The online world is, of course, full of crap that sometimes seems destined to drown out real information. "Natural News" may be the worst of the worst: nothing in it is news and very little is nature, unless you count human nature (grasping for money).  From a source I'm always happy to recommend, Sharon Hill's' DoubtfulNews, comes another example - not as bad as Natural News, but concerning.  Sharon writes, "Mother Nature Network (MNN)...is a site that takes real science stories and rewrites them, getting them wrong in the process." Case in point: no, there is no river of molten iron flowing from Russia to Canada that's about to flip the Earth's poles. There's a really interesting science story buried in here, related to a real paper about magnetic anatomies indicating real movements of Earth's not-so-solid innards, but Ms. Hill, a geologist, notes this is part of a trend of simplifying and torqueing science into clickbait. 

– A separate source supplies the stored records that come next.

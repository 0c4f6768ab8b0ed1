//! The selection envelope.
//!
//! Text is held as an explicit [`Envelope`] and only packed into the wire
//! form at the protocol boundary:
//!
//! ```text
//! byte 0       register type tag (0 char, 1 line, 2 block, 255 auto)
//! bytes 1..N   NUL-terminated encoding name, "utf-8\0"
//! bytes N+1..  raw text payload
//! ```
//!
//! The legacy rich form (`_VIM_TEXT`) is the tag byte followed by the text.

use bytes::{BufMut, Bytes, BytesMut};

use crate::lines::{join_lines, resolve_register, split_lines};
use crate::register::RegisterType;
use crate::{SelectionError, SelectionResult};

/// Encoding name written into every envelope we produce
pub const UTF8_ENCODING: &str = "utf-8";

/// Register text with its type tag and source encoding
#[derive(Debug, Clone, PartialEq, Eq)]
pub struct Envelope {
    /// Copy semantics of the text
    pub register_type: RegisterType,
    /// Encoding the payload was tagged with at capture time
    pub encoding: String,
    /// Raw text bytes
    pub payload: Bytes,
}

impl Envelope {
    /// Envelope holding UTF-8 text
    pub fn utf8(register_type: RegisterType, payload: impl Into<Bytes>) -> Self {
        Self {
            register_type,
            encoding: UTF8_ENCODING.to_string(),
            payload: payload.into(),
        }
    }

    /// Build from host lines, joined for the given register type
    pub fn from_lines<S: AsRef<str>>(lines: &[S], register_type: RegisterType) -> Self {
        Self::utf8(register_type, join_lines(lines, register_type))
    }

    /// Split back into lines with the register type resolved
    pub fn to_lines(&self) -> (Vec<String>, RegisterType) {
        resolve_register(self.register_type, split_lines(&self.payload))
    }

    /// True when the payload carries UTF-8
    pub fn is_utf8(&self) -> bool {
        self.encoding == UTF8_ENCODING
    }

    /// Payload length in bytes
    pub fn len(&self) -> usize {
        self.payload.len()
    }

    /// True when the payload is empty
    pub fn is_empty(&self) -> bool {
        self.payload.is_empty()
    }

    /// Pack into the `_VIMENC_TEXT` wire form
    pub fn to_wire(&self) -> Vec<u8> {
        let mut buf = BytesMut::with_capacity(1 + self.encoding.len() + 1 + self.payload.len());
        buf.put_u8(self.register_type.tag());
        buf.put_slice(self.encoding.as_bytes());
        buf.put_u8(0);
        buf.put_slice(&self.payload);
        buf.to_vec()
    }

    /// Unpack the `_VIMENC_TEXT` wire form
    pub fn from_wire(data: &[u8]) -> SelectionResult<Self> {
        let (&tag, rest) = data
            .split_first()
            .ok_or_else(|| SelectionError::Decode("empty envelope".to_string()))?;
        let nul = rest
            .iter()
            .position(|&b| b == 0)
            .ok_or_else(|| SelectionError::Decode("envelope encoding is not NUL-terminated".to_string()))?;
        let encoding = std::str::from_utf8(&rest[..nul])
            .map_err(|_| SelectionError::Decode("envelope encoding name is not ASCII".to_string()))?;

        Ok(Self {
            register_type: RegisterType::from_tag(tag),
            encoding: encoding.to_string(),
            payload: Bytes::copy_from_slice(&rest[nul + 1..]),
        })
    }

    /// Pack into the legacy `_VIM_TEXT` form (no encoding name)
    pub fn to_legacy_wire(&self) -> Vec<u8> {
        let mut buf = Vec::with_capacity(1 + self.payload.len());
        buf.push(self.register_type.tag());
        buf.extend_from_slice(&self.payload);
        buf
    }

    /// Unpack the legacy `_VIM_TEXT` form
    pub fn from_legacy_wire(data: &[u8]) -> SelectionResult<Self> {
        let (&tag, rest) = data
            .split_first()
            .ok_or_else(|| SelectionError::Decode("empty legacy envelope".to_string()))?;
        Ok(Self::utf8(RegisterType::from_tag(tag), Bytes::copy_from_slice(rest)))
    }
}
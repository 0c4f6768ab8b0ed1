//! Configuration management
//!
//! Handles loading, validation, and merging of configuration from:
//! - TOML files (`~/.config/lamco-selection/config.toml` by default)
//! - CLI arguments

use anyhow::{Context, Result};
use serde::{Deserialize, Serialize};
use std::path::{Path, PathBuf};
use std::time::Duration;

pub mod types;

pub use types::{BackendKind, LoggingConfig, Scheduling, SelectionConfig};

/// Main configuration structure
#[derive(Debug, Clone, Default, PartialEq, Eq, Serialize, Deserialize)]
pub struct Config {
    /// Selection engine configuration
    #[serde(default)]
    pub selection: SelectionConfig,
    /// Logging configuration
    #[serde(default)]
    pub logging: LoggingConfig,
}

impl Config {
    /// Load configuration from file
    pub fn load(path: &Path) -> Result<Self> {
        let content = std::fs::read_to_string(path)
            .with_context(|| format!("Failed to read config file: {}", path.display()))?;

        let config: Config = toml::from_str(&content).context("Failed to parse config file")?;

        config.validate()?;
        Ok(config)
    }

    /// Create default configuration
    pub fn default_config() -> Self {
        Self::default()
    }

    /// Default config file location
    pub fn default_path() -> Option<PathBuf> {
        dirs::config_dir().map(|dir| dir.join("lamco-selection").join("config.toml"))
    }

    /// Load `path` if given, else the default file if it exists, else defaults
    pub fn load_or_default(path: Option<&Path>) -> Result<Self> {
        if let Some(path) = path {
            return Self::load(path);
        }
        match Self::default_path() {
            Some(default) if default.exists() => Self::load(&default),
            _ => Ok(Self::default_config()),
        }
    }

    /// Validate configuration
    pub fn validate(&self) -> Result<()> {
        let selection = &self.selection;

        if selection.fetch_timeout_ms == 0 {
            anyhow::bail!("fetch_timeout_ms must be greater than zero");
        }
        if selection.clipboard_manager_handover && selection.handover_timeout_ms == 0 {
            anyhow::bail!("handover_timeout_ms must be greater than zero when handover is enabled");
        }
        if selection.max_transfer_size == 0 {
            anyhow::bail!("max_transfer_size must be greater than zero");
        }

        match self.logging.level.to_lowercase().as_str() {
            "trace" | "debug" | "info" | "warn" | "error" => {}
            _ => anyhow::bail!("Invalid log level: {}", self.logging.level),
        }

        match self.logging.format.as_str() {
            "pretty" | "compact" | "json" => {}
            _ => anyhow::bail!("Invalid log format: {}", self.logging.format),
        }

        Ok(())
    }

    /// Override config with CLI arguments
    pub fn with_overrides(mut self, backend: Option<BackendKind>, timeout_ms: Option<u64>) -> Self {
        if let Some(backend) = backend {
            self.selection.backend = backend;
        }
        if let Some(timeout_ms) = timeout_ms {
            self.selection.fetch_timeout_ms = timeout_ms;
        }
        self
    }
}

impl SelectionConfig {
    /// Per-hop fetch bound
    pub fn fetch_timeout(&self) -> Duration {
        Duration::from_millis(self.fetch_timeout_ms)
    }

    /// Clipboard manager handover bound
    pub fn handover_timeout(&self) -> Duration {
        Duration::from_millis(self.handover_timeout_ms)
    }
}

When I have time to try to catch up on science online, I usually read the breezy LiveScience and the more technical Science Daily and the BBC for a broad range of headlines and stories, Scientific American, the New York Times, Nat Geo, and Smithsonian for depth, NOAA.gov and NASA.gov, and a handful of others. There are many more good sites, but there are an increasing number of bad ones: do your research and pick the ones in your area of interest that you can consistently trust!